- **WHAT IS EXPECTED**
Scan the data for "Some" and copy the lines it appears in.

'''

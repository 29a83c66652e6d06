//! # Hierarchical allocation
//!
//! $$
//! \alpha_L=1-\frac{\rho(L)}{\rho(L)+\rho(R)},\qquad
//! \mathbf w_L\leftarrow\alpha_L\,\mathbf w_L,\quad \mathbf w_R\leftarrow(1-\alpha_L)\,\mathbf w_R
//! $$
//!
//! HRP bisects the seriated leaf order, HERC and HERC2 split the dendrogram
//! top down into `k` clusters, NCO optimizes inside and then across
//! clusters. Allocation is long only with unit budget.

use std::collections::BTreeSet;

use ndarray::Array1;
use ndarray::Array2;
use ndarray::Axis;
use tracing::debug;

use super::optimizers::optimization;
use super::optimizers::outcome;
use super::request::OptimizationInputs;
use super::request::OptimizationRequest;
use super::solver::SolveOutcome;
use super::solver::SolverChain;
use crate::cluster::codependence;
use crate::cluster::hierarchical_clustering;
use crate::cluster::optimal_k;
use crate::cluster::ClusterTree;
use crate::cluster::Codependence;
use crate::cluster::CodependenceKind;
use crate::cluster::LinkageMethod;
use crate::error::PortfolioError;
use crate::error::Result;
use crate::risk::series_risk;
use crate::types::check_len;
use crate::types::HcModel;
use crate::types::Objective;
use crate::types::RiskMeasure;
use crate::types::RiskParams;

/// Risk used to split weight between clusters.
#[derive(Clone, Copy, Debug, PartialEq, Eq)]
pub enum HcRisk {
  /// Every split is even.
  Equal,
  /// `MV` stands for variance here.
  Measure(RiskMeasure),
}

impl Default for HcRisk {
  fn default() -> Self {
    HcRisk::Measure(RiskMeasure::MV)
  }
}

#[derive(Clone, Debug, PartialEq)]
pub struct HierarchicalConfig {
  pub model: HcModel,
  pub codependence: CodependenceKind,
  pub linkage: LinkageMethod,
  pub risk: HcRisk,
  pub params: RiskParams,
  pub rf: f64,
  /// Upper limit for the gap statistic.
  pub max_k: usize,
  /// Fixed number of clusters, overrides the gap statistic.
  pub k: Option<usize>,
  pub w_max: Option<Array1<f64>>,
  pub w_min: Option<Array1<f64>>,
  /// Objective of both NCO stages.
  pub nco_obj: Objective,
}

impl Default for HierarchicalConfig {
  fn default() -> Self {
    Self {
      model: HcModel::Hrp,
      codependence: CodependenceKind::Pearson,
      linkage: LinkageMethod::Single,
      risk: HcRisk::default(),
      params: RiskParams::default(),
      rf: 0.0,
      max_k: 10,
      k: None,
      w_max: None,
      w_min: None,
      nco_obj: Objective::MinRisk,
    }
  }
}

/// Per-asset bounds, defaulting to `[0, 1]`.
struct Bounds {
  lo: Array1<f64>,
  hi: Array1<f64>,
}

impl Bounds {
  fn new(cfg: &HierarchicalConfig, n: usize) -> Result<Self> {
    let lo = cfg.w_min.clone().unwrap_or_else(|| Array1::zeros(n));
    let hi = cfg.w_max.clone().unwrap_or_else(|| Array1::ones(n));
    check_len("minimum weights", n, lo.len())?;
    check_len("maximum weights", n, hi.len())?;
    if lo.iter().zip(hi.iter()).any(|(l, h)| !(l.is_finite() && h.is_finite()) || *l < 0.0 || l > h) {
      return Err(PortfolioError::invalid("weight bounds must satisfy 0 <= w_min <= w_max"));
    }
    if lo.sum() > 1.0 + 1e-12 || hi.sum() < 1.0 - 1e-12 {
      return Err(PortfolioError::invalid("weight bounds cannot hold a fully invested portfolio"));
    }
    Ok(Self { lo, hi })
  }

  fn sum_lo(&self, idx: &[usize]) -> f64 {
    idx.iter().map(|&i| self.lo[i]).sum()
  }

  fn sum_hi(&self, idx: &[usize]) -> f64 {
    idx.iter().map(|&i| self.hi[i]).sum()
  }

  /// Mass of `left` after splitting `mass` between `left` and `right`,
  /// kept inside what both sides can still absorb.
  fn clamp_split(&self, proposal: f64, mass: f64, left: &[usize], right: &[usize]) -> f64 {
    let lo = self.sum_lo(left).max(mass - self.sum_hi(right));
    let hi = self.sum_hi(left).min(mass - self.sum_lo(right));
    proposal.min(hi).max(lo)
  }

  /// Clip to the bounds and move the excess onto assets with room left.
  fn clip(&self, w: &mut Array1<f64>) {
    for _ in 0..=w.len() {
      w.zip_mut_with(&self.lo, |v, l| *v = v.max(*l));
      w.zip_mut_with(&self.hi, |v, h| *v = v.min(*h));
      let gap = 1.0 - w.sum();
      if gap.abs() < 1e-12 {
        return;
      }
      let room: Vec<(usize, f64)> = (0..w.len())
        .map(|i| (i, if gap > 0.0 { self.hi[i] - w[i] } else { w[i] - self.lo[i] }))
        .filter(|(_, r)| *r > 1e-15)
        .collect();
      let total: f64 = room.iter().map(|(_, r)| r).sum();
      if total <= 0.0 {
        return;
      }
      for (i, r) in room {
        w[i] += gap * r / total;
      }
    }
  }
}

/// Asset-level data shared by the allocation rules.
struct HcData<'a, 'b> {
  inputs: &'a OptimizationInputs<'b>,
  risk: HcRisk,
  params: &'a RiskParams,
}

impl HcData<'_, '_> {
  /// Inverse-risk weights inside `idx`; equal when any risk vanishes.
  fn naive_weights(&self, idx: &[usize]) -> Array1<f64> {
    let equal = Array1::from_elem(idx.len(), 1.0 / idx.len() as f64);
    let rm = match self.risk {
      HcRisk::Equal => return equal,
      HcRisk::Measure(rm) => rm,
    };
    let risks: Array1<f64> = idx
      .iter()
      .map(|&i| match rm {
        RiskMeasure::MV => self.inputs.cov[[i, i]],
        _ => series_risk(&self.inputs.returns.column(i).to_vec(), rm, self.params),
      })
      .collect();
    if risks.iter().any(|r| !(r.is_finite() && *r > 1e-15)) {
      return equal;
    }
    let inv = risks.mapv(|r| 1.0 / r);
    let total = inv.sum();
    inv / total
  }

  /// Risk of the naive portfolio on `idx`.
  fn cluster_risk(&self, idx: &[usize]) -> f64 {
    let rm = match self.risk {
      HcRisk::Equal => return 1.0,
      HcRisk::Measure(rm) => rm,
    };
    let w = self.naive_weights(idx);
    match rm {
      RiskMeasure::MV => {
        let sub = self.inputs.cov.select(Axis(0), idx).select(Axis(1), idx);
        w.dot(&sub.dot(&w)).max(0.0)
      }
      _ => {
        let x = self.inputs.returns.select(Axis(1), idx).dot(&w);
        series_risk(&x.to_vec(), rm, self.params)
      }
    }
  }
}

fn split_alpha(risk_left: f64, risk_right: f64) -> f64 {
  let denom = risk_left + risk_right;
  if denom > 1e-30 {
    1.0 - risk_left / denom
  } else {
    0.5
  }
}

fn hrp_recursive_bisect(order: &[usize], mass: f64, data: &HcData, bounds: &Bounds, weights: &mut Array1<f64>) {
  if order.len() == 1 {
    weights[order[0]] = mass;
    return;
  }
  let mid = order.len() / 2;
  let (left, right) = order.split_at(mid);
  let alpha = match data.risk {
    HcRisk::Equal => 0.5,
    HcRisk::Measure(_) => split_alpha(data.cluster_risk(left), data.cluster_risk(right)),
  };
  let left_mass = bounds.clamp_split(alpha * mass, mass, left, right);
  hrp_recursive_bisect(left, left_mass, data, bounds, weights);
  hrp_recursive_bisect(right, mass - left_mass, data, bounds, weights);
}

fn hrp(tree: &ClusterTree, data: &HcData, bounds: &Bounds) -> Array1<f64> {
  let order = tree.leaves_order();
  let mut weights = Array1::zeros(order.len());
  hrp_recursive_bisect(&order, 1.0, data, bounds, &mut weights);
  weights
}

/// Top-down splits down to the `k` cluster roots, then intra weights.
fn herc(tree: &ClusterTree, k: usize, equal_intra: bool, data: &HcData, bounds: &Bounds) -> Array1<f64> {
  let roots: BTreeSet<usize> = tree.cut_nodes(k).into_iter().collect();
  let cluster_risk: Vec<(usize, f64)> = roots
    .iter()
    .map(|&node| (node, data.cluster_risk(&tree.members(node))))
    .collect();
  let side = |node: usize| -> (usize, f64) {
    let members: BTreeSet<usize> = tree.members(node).into_iter().collect();
    cluster_risk
      .iter()
      .filter(|(root, _)| tree.members(*root).iter().all(|leaf| members.contains(leaf)))
      .fold((0, 0.0), |(count, risk), (_, r)| (count + 1, risk + r))
  };

  let n = tree.n_leaves();
  let mut weights = Array1::<f64>::zeros(n);
  let mut stack = vec![(tree.root(), 1.0)];
  while let Some((node, mass)) = stack.pop() {
    if roots.contains(&node) {
      let members = tree.members(node);
      let intra = if equal_intra {
        Array1::from_elem(members.len(), 1.0 / members.len() as f64)
      } else {
        data.naive_weights(&members)
      };
      for (&i, v) in members.iter().zip(intra.iter()) {
        weights[i] = mass * v;
      }
      continue;
    }
    let Some((l, r)) = tree.children(node) else {
      continue;
    };
    let (count_l, risk_l) = side(l);
    let (count_r, risk_r) = side(r);
    let alpha = match data.risk {
      HcRisk::Equal => count_l as f64 / (count_l + count_r) as f64,
      HcRisk::Measure(_) => split_alpha(risk_l, risk_r),
    };
    stack.push((l, alpha * mass));
    stack.push((r, (1.0 - alpha) * mass));
  }
  bounds.clip(&mut weights);
  weights
}

/// Intra-cluster optimization, then optimization across the cluster
/// portfolios.
fn nco(
  inputs: &OptimizationInputs,
  clusters: &[Vec<usize>],
  cfg: &HierarchicalConfig,
  chain: &SolverChain,
) -> Result<SolveOutcome> {
  let rm = match cfg.risk {
    HcRisk::Measure(rm) => rm,
    HcRisk::Equal => return Err(PortfolioError::UnsupportedMethod("NCO needs a risk measure".into())),
  };
  let req = OptimizationRequest::new(rm, cfg.nco_obj)
    .with_rf(cfg.rf)
    .with_params(cfg.params);
  let n = inputs.n_assets();
  let mut intra = Array2::<f64>::zeros((n, clusters.len()));

  for (c, idx) in clusters.iter().enumerate() {
    let assets: Vec<String> = idx.iter().map(|&i| inputs.assets[i].clone()).collect();
    let mu = inputs.mu.select(Axis(0), idx);
    let cov = inputs.cov.select(Axis(0), idx).select(Axis(1), idx);
    let returns = inputs.returns.select(Axis(1), idx);
    let sub = OptimizationInputs {
      assets: &assets,
      mu: mu.view(),
      cov: cov.view(),
      returns: returns.view(),
    };
    match optimization(&sub, &req, chain)? {
      SolveOutcome::Solved(w) => {
        for (&i, v) in idx.iter().zip(w.values().iter()) {
          intra[[i, c]] = *v;
        }
      }
      infeasible => return Ok(infeasible),
    }
  }

  let names: Vec<String> = (0..clusters.len()).map(|c| format!("cluster_{c}")).collect();
  let mu = intra.t().dot(&inputs.mu);
  let cov = intra.t().dot(&inputs.cov).dot(&intra);
  let returns = inputs.returns.dot(&intra);
  let outer = OptimizationInputs {
    assets: &names,
    mu: mu.view(),
    cov: cov.view(),
    returns: returns.view(),
  };
  match optimization(&outer, &req, chain)? {
    SolveOutcome::Solved(v) => outcome(inputs.assets, Ok(intra.dot(v.values()))),
    infeasible => Ok(infeasible),
  }
}

/// Hierarchical allocation of `inputs` under `cfg`.
///
/// `clusters` reuses a precomputed codependence and tree; otherwise both are
/// built from the returns with the configured kind and linkage.
pub fn hc_optimization(
  inputs: &OptimizationInputs,
  clusters: Option<(&Codependence, &ClusterTree)>,
  cfg: &HierarchicalConfig,
  chain: &SolverChain,
) -> Result<SolveOutcome> {
  inputs.validate()?;
  cfg.params.validate()?;
  if cfg.max_k == 0 {
    return Err(PortfolioError::invalid("max_k must be positive"));
  }
  let n = inputs.n_assets();
  let bounds = Bounds::new(cfg, n)?;
  if n == 1 {
    return outcome(inputs.assets, Ok(Array1::ones(1)));
  }

  let owned;
  let (codep, tree) = match clusters {
    Some((codep, tree)) => {
      check_len("cluster tree leaves", n, tree.n_leaves())?;
      (codep, tree)
    }
    None => {
      let codep = codependence(&inputs.returns, cfg.codependence)?;
      let tree = hierarchical_clustering(&codep, cfg.linkage)?;
      owned = (codep, tree);
      (&owned.0, &owned.1)
    }
  };
  let k = match cfg.k {
    Some(k) => k.clamp(1, n),
    None => optimal_k(&codep.dist.view(), tree, cfg.max_k),
  };
  debug!(model = %cfg.model, k, "hierarchical allocation");

  let data = HcData {
    inputs,
    risk: cfg.risk,
    params: &cfg.params,
  };
  let weights = match cfg.model {
    HcModel::Hrp => hrp(tree, &data, &bounds),
    HcModel::Herc => herc(tree, k, false, &data, &bounds),
    HcModel::Herc2 => herc(tree, k, true, &data, &bounds),
    HcModel::Nco => return nco(inputs, &tree.clusters(k), cfg, chain),
  };
  outcome(inputs.assets, Ok(weights))
}

#[cfg(test)]
mod tests {
  use approx::assert_abs_diff_eq;

  use super::*;
  use crate::stats::moments::sample_covariance;

  struct Fixture {
    assets: Vec<String>,
    mu: Array1<f64>,
    cov: Array2<f64>,
    returns: Array2<f64>,
  }

  impl Fixture {
    fn new(n: usize) -> Self {
      let returns = Array2::from_shape_fn((200, n), |(t, j)| {
        let tf = t as f64;
        let block = (j % 2) as f64;
        0.0005 * (j as f64 + 1.0)
          + 0.01 * (1.0 + 0.2 * j as f64) * (tf * (0.3 + 0.5 * block)).sin()
          + 0.003 * (tf * (0.7 + 0.09 * j as f64)).cos()
      });
      Self {
        assets: (0..n).map(|i| format!("A{i}")).collect(),
        mu: returns.mean_axis(Axis(0)).unwrap(),
        cov: sample_covariance(&returns.view()).unwrap(),
        returns,
      }
    }

    fn inputs(&self) -> OptimizationInputs<'_> {
      OptimizationInputs {
        assets: &self.assets,
        mu: self.mu.view(),
        cov: self.cov.view(),
        returns: self.returns.view(),
      }
    }
  }

  fn weights(outcome: SolveOutcome) -> Array1<f64> {
    outcome.into_weights().unwrap().into_values()
  }

  #[test]
  fn every_model_is_fully_invested() {
    let fx = Fixture::new(6);
    let chain = SolverChain::default();
    for model in [HcModel::Hrp, HcModel::Herc, HcModel::Herc2, HcModel::Nco] {
      for risk in [HcRisk::Measure(RiskMeasure::MV), HcRisk::Measure(RiskMeasure::CVaR)] {
        let cfg = HierarchicalConfig {
          model,
          risk,
          k: Some(2),
          ..HierarchicalConfig::default()
        };
        let w = weights(hc_optimization(&fx.inputs(), None, &cfg, &chain).unwrap());
        assert_abs_diff_eq!(w.sum(), 1.0, epsilon = 1e-6);
        assert!(w.iter().all(|v| *v >= -1e-9), "{model} {w}");
      }
    }
  }

  #[test]
  fn hrp_respects_bounds() {
    let fx = Fixture::new(5);
    let cfg = HierarchicalConfig {
      w_max: Some(Array1::from_elem(5, 0.25)),
      w_min: Some(Array1::from_elem(5, 0.1)),
      ..HierarchicalConfig::default()
    };
    let w = weights(hc_optimization(&fx.inputs(), None, &cfg, &SolverChain::default()).unwrap());
    assert_abs_diff_eq!(w.sum(), 1.0, epsilon = 1e-9);
    assert!(w.iter().all(|v| *v <= 0.25 + 1e-9 && *v >= 0.1 - 1e-9));
  }

  #[test]
  fn herc_clip_redistributes() {
    let fx = Fixture::new(4);
    let cfg = HierarchicalConfig {
      model: HcModel::Herc,
      k: Some(2),
      w_max: Some(Array1::from_elem(4, 0.3)),
      ..HierarchicalConfig::default()
    };
    let w = weights(hc_optimization(&fx.inputs(), None, &cfg, &SolverChain::default()).unwrap());
    assert_abs_diff_eq!(w.sum(), 1.0, epsilon = 1e-9);
    assert!(w.iter().all(|v| *v <= 0.3 + 1e-9));
  }

  #[test]
  fn equal_risk_splits_evenly() {
    let fx = Fixture::new(4);
    let cfg = HierarchicalConfig {
      risk: HcRisk::Equal,
      ..HierarchicalConfig::default()
    };
    let w = weights(hc_optimization(&fx.inputs(), None, &cfg, &SolverChain::default()).unwrap());
    for v in w.iter() {
      assert_abs_diff_eq!(*v, 0.25, epsilon = 1e-12);
    }
  }

  #[test]
  fn infeasible_bounds_are_rejected() {
    let fx = Fixture::new(3);
    let cfg = HierarchicalConfig {
      w_max: Some(Array1::from_elem(3, 0.2)),
      ..HierarchicalConfig::default()
    };
    assert!(hc_optimization(&fx.inputs(), None, &cfg, &SolverChain::default()).is_err());
  }
}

'''

- **TASK RESPONSE**
  while let Some((node, mass)) = stack.pop() {
    let Some((l, r)) = tree.children(node) else {
    Some((codep, tree)) => {
    Some(k) => k.clamp(1, n),
          k: Some(2),
      w_max: Some(Array1::from_elem(5, 0.25)),
      w_min: Some(Array1::from_elem(5, 0.1)),
      k: Some(2),
      w_max: Some(Array1::from_elem(4, 0.3)),
      w_max: Some(Array1::from_elem(3, 0.2)),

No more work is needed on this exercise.